Automatically associated channels: TRP , TRPV , TRPV1

Title: αCGRP is essential for algesic exocytotic mobilization of TRPV1 channels in peptidergic nociceptors.

Authors: Isabel Devesa, Clotilde Ferrándiz-Huertas, Sakthikumar Mathivanan, Christoph Wolf, Rafael Lujan, Jean-Pierre Changeux, Antonio Ferrer-Montiel

Journal, date & volume: Proc. Natl. Acad. Sci. U.S.A., 2014 Dec 23 , 111, 18345-50

PubMed link: http://www.ncbi.nlm.nih.gov/pubmed/25489075

Abstract
Proalgesic sensitization of peripheral nociceptors in painful syndromes is a complex molecular process poorly understood that involves mobilization of thermosensory receptors to the neuronal surface. However, whether recruitment of vesicular thermoTRP channels is a general mechanism underlying sensitization of all nociceptor types or is subtype-specific remains controversial. We report that sensitization-induced Ca(2+)-dependent exocytotic insertion of transient receptor potential vanilloid 1 (TRPV1) receptors to the neuronal plasma membrane is a mechanism specifically used by peptidergic nociceptors to potentiate their excitability. Notably, we found that TRPV1 is present in large dense-core vesicles (LDCVs) that were mobilized to the neuronal surface in response to a sensitizing insult. Deletion or silencing of calcitonin-gene-related peptide alpha (αCGRP) gene expression drastically reduced proalgesic TRPV1 potentiation in peptidergic nociceptors by abrogating its Ca(2+)-dependent exocytotic recruitment.

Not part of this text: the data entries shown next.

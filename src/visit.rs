//! Implementations of graph traversal methods.
//!
//! All traversal implementations in this module are **iterative**, that is,
//! they don't use recursion. This means that
//!
//! * &#128077; visitor is lazy and can be stopped without tricks,
//! * &#128077; visitor state is independent on the graph itself,
//! * &#128077; traversal is not limited by the size of the program stack.
//!
//! Neighbors of a vertex are discovered in ascending index order, which makes
//! the visiting order deterministic.

pub mod bfs;
pub mod dfs;

pub(crate) mod raw;
mod visit_set;

#[doc(inline)]
pub use self::{
    bfs::Bfs,
    dfs::{Dfs, DfsRecursive},
    visit_set::VisitSet,
};

/// A traversal in progress, started from a root by [`Bfs::start`],
/// [`Dfs::start`] or [`DfsRecursive::start`].
///
/// The visitor only borrows the graph for the duration of a single step, so
/// the graph has to be passed to every call.
pub trait Visitor<G> {
    /// Usually a vertex index.
    type Item;

    /// Returns the next vertex of the traversal, or `None` once everything
    /// reachable from the root has been emitted.
    fn visit_next(&mut self, graph: &G) -> Option<Self::Item>;

    /// Walks the rest of the traversal without consuming the visitor.
    fn iter<'g>(&'g mut self, graph: &'g G) -> Walk<'g, &'g mut Self, G>
    where
        Self: Sized,
    {
        Walk { visitor: self, graph }
    }

    /// Walks the rest of the traversal, taking the visitor along.
    fn into_iter(self, graph: &G) -> Walk<'_, Self, G>
    where
        Self: Sized,
    {
        Walk { visitor: self, graph }
    }
}

impl<V: Visitor<G>, G> Visitor<G> for &mut V {
    type Item = V::Item;

    fn visit_next(&mut self, graph: &G) -> Option<Self::Item> {
        (**self).visit_next(graph)
    }
}

/// Pairs a visitor with the graph it walks.
pub struct Walk<'g, V, G> {
    visitor: V,
    graph: &'g G,
}

impl<V: Visitor<G>, G> Iterator for Walk<'_, V, G> {
    type Item = V::Item;

    fn next(&mut self) -> Option<Self::Item> {
        self.visitor.visit_next(self.graph)
    }
}
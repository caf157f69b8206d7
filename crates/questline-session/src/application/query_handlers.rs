//! Query handlers for the Session context.

use questline_character::domain::stats::CharacterStats;
use questline_core::error::DomainError;
use questline_narrative::domain::progression::{Progression, is_ending_window};
use questline_narrative::domain::story::StoryTurn;
use questline_narrative::domain::themes::{Theme, ThemeInfo, list_themes};
use serde::Serialize;
use tracing::instrument;
use uuid::Uuid;

use super::command_handlers::load_live_session;
use super::services::SessionServices;

/// Full read-only projection of a session.
#[derive(Debug, Clone, PartialEq, Eq, Serialize)]
#[serde(rename_all = "camelCase")]
pub struct SessionView {
    /// The session identifier.
    pub session_id: Uuid,
    /// Story setting.
    pub theme: Theme,
    /// Player character's name.
    pub character_name: String,
    /// Current stats.
    #[serde(rename = "characterStats")]
    pub stats: CharacterStats,
    /// Held items.
    pub inventory: Vec<String>,
    /// Player actions processed so far.
    pub turn_count: u32,
    /// Achievements, major choices, relationships and story arc.
    pub progression: Progression,
    /// Whether the turn budget has been reached.
    pub is_ending_window: bool,
    /// Choices open to the player right now.
    pub current_choices: Vec<String>,
    /// Terminal flag.
    pub is_game_over: bool,
    /// Why the game ended.
    pub game_over_reason: Option<String>,
    /// Every turn so far, oldest first.
    pub story_history: Vec<StoryTurn>,
}

/// Retrieves a session by its identifier.
///
/// # Errors
///
/// Returns `DomainError::NotFound` if the session does not exist or has
/// expired, or `DomainError::Infrastructure` on store failure.
#[instrument(skip(services), fields(%session_id))]
pub async fn get_session_by_id(
    session_id: Uuid,
    services: &SessionServices,
) -> Result<SessionView, DomainError> {
    let session = load_live_session(services, session_id, services.clock.now()).await?;
    let current_choices = session.current_choices();

    Ok(SessionView {
        session_id: session.id,
        theme: session.theme,
        character_name: session.character_name,
        stats: session.stats,
        inventory: session.inventory,
        turn_count: session.turn_count,
        is_ending_window: is_ending_window(session.turn_count, services.config.turn_budget()),
        progression: session.progression,
        current_choices,
        is_game_over: session.is_game_over,
        game_over_reason: session.game_over_reason,
        story_history: session.story_history,
    })
}

/// Lists the selectable themes.
///
/// # Errors
///
/// Returns `DomainError::Infrastructure` if the bundled catalog is corrupt.
pub fn list_available_themes() -> Result<Vec<ThemeInfo>, DomainError> {
    list_themes()
}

These findings uncover a context-dependent molecular mechanism of TRPV1 algesic sensitization and a previously unrecognized role of αCGRP in LDCV mobilization in peptidergic nociceptors. Furthermore, these results imply that concurrent secretion of neuropeptides and channels in peptidergic C-type nociceptors facilitates a rapid modulation of pain signaling.